Reproduce the listing below exactly, from its first line down to and including the line with "let client = args.connection.client()?;".

--- RECORDS SUPPLIED ---

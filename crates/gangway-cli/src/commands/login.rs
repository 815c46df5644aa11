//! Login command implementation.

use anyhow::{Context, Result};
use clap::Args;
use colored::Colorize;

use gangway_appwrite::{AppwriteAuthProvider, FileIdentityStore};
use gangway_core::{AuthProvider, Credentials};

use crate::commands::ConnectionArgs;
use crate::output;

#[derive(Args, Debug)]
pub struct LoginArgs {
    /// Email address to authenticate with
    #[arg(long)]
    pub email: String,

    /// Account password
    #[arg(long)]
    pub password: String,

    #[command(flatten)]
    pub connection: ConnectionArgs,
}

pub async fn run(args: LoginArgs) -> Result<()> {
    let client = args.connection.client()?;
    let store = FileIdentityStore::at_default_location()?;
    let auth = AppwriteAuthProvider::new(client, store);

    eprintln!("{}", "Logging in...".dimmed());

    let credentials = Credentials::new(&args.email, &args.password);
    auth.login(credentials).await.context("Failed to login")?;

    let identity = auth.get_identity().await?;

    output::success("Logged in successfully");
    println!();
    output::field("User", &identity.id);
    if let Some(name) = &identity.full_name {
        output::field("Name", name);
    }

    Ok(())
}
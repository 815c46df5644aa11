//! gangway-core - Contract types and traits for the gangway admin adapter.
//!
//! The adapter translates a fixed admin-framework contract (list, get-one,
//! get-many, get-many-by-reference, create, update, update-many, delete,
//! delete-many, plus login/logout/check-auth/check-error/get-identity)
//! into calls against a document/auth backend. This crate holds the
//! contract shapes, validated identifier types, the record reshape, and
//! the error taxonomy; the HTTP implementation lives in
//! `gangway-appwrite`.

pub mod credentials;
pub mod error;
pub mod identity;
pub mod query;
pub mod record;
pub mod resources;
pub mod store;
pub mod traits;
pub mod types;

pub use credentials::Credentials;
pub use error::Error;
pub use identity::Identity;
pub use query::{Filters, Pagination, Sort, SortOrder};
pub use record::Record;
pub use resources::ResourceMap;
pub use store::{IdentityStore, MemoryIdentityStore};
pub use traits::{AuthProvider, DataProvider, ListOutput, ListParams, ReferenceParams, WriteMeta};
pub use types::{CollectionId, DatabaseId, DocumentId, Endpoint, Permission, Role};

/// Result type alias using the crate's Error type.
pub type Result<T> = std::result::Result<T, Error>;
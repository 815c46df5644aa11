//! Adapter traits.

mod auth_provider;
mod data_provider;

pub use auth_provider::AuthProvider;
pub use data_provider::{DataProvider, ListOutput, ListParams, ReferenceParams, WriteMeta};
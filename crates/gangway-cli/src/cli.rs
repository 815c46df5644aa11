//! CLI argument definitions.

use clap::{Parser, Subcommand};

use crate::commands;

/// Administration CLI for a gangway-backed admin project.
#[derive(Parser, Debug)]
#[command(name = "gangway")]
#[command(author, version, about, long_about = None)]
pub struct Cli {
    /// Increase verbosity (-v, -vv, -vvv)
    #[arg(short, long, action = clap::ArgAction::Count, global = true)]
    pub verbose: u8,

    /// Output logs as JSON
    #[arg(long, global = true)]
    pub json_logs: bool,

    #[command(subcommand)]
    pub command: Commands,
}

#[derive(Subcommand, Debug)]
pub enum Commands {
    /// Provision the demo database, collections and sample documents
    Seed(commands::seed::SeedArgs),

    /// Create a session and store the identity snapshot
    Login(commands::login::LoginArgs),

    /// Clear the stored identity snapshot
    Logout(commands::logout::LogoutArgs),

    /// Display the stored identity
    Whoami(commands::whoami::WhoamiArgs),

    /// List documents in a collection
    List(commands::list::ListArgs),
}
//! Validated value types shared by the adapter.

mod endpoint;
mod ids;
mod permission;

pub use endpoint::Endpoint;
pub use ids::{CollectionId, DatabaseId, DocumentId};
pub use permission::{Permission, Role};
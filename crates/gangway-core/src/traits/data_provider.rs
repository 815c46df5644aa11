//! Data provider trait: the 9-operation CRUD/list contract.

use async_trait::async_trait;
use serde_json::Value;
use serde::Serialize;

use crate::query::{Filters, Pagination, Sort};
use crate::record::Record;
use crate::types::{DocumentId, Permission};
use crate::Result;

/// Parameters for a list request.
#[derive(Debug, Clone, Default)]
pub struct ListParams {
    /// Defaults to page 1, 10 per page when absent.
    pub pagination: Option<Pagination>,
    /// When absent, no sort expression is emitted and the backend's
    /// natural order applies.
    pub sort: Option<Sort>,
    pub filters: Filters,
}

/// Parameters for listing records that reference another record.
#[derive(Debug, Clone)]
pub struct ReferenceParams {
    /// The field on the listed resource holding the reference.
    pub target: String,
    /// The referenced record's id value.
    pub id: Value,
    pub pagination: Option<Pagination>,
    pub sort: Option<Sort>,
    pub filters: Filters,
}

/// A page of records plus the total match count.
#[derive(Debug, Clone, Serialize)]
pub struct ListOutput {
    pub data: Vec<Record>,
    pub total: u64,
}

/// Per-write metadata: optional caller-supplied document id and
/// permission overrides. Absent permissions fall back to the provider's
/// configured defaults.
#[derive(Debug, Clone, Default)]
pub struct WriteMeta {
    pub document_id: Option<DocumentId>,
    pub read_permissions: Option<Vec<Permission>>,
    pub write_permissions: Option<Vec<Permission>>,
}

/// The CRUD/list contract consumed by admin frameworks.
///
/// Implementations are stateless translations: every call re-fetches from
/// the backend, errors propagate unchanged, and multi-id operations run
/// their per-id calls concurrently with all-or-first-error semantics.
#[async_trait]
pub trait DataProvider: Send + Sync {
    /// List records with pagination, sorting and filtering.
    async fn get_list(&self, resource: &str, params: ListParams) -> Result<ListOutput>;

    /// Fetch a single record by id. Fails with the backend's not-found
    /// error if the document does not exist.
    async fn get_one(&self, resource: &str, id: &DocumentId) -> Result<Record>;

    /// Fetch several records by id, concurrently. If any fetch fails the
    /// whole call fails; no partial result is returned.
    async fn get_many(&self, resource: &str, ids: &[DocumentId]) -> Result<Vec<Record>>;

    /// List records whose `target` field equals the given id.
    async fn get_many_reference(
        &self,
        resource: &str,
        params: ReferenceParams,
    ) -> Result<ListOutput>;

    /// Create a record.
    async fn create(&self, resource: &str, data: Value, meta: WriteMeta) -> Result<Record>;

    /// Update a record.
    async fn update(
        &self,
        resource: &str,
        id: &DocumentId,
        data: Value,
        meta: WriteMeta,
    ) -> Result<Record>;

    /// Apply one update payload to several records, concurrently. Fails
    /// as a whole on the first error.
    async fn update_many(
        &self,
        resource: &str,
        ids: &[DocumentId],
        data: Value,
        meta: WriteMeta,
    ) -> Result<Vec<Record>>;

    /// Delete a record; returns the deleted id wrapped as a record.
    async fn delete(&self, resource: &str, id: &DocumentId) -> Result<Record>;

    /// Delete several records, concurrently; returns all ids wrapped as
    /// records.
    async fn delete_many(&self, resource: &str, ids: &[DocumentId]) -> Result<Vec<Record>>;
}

---

### [RESPONSE BOX]
filename crates/gangway-cli/src/commands/login.rs
repository 815c46df5644aa11
//! Login command implementation.

use anyhow::{Context, Result};
use clap::Args;
use colored::Colorize;

use gangway_appwrite::{AppwriteAuthProvider, FileIdentityStore};
use gangway_core::{AuthProvider, Credentials};

use crate::commands::ConnectionArgs;
use crate::output;

#[derive(Args, Debug)]
pub struct LoginArgs {
    /// Email address to authenticate with
    #[arg(long)]
    pub email: String,

    /// Account password
    #[arg(long)]
    pub password: String,

    #[command(flatten)]
    pub connection: ConnectionArgs,
}

pub async fn run(args: LoginArgs) -> Result<()> {
    let client = args.connection.client()?;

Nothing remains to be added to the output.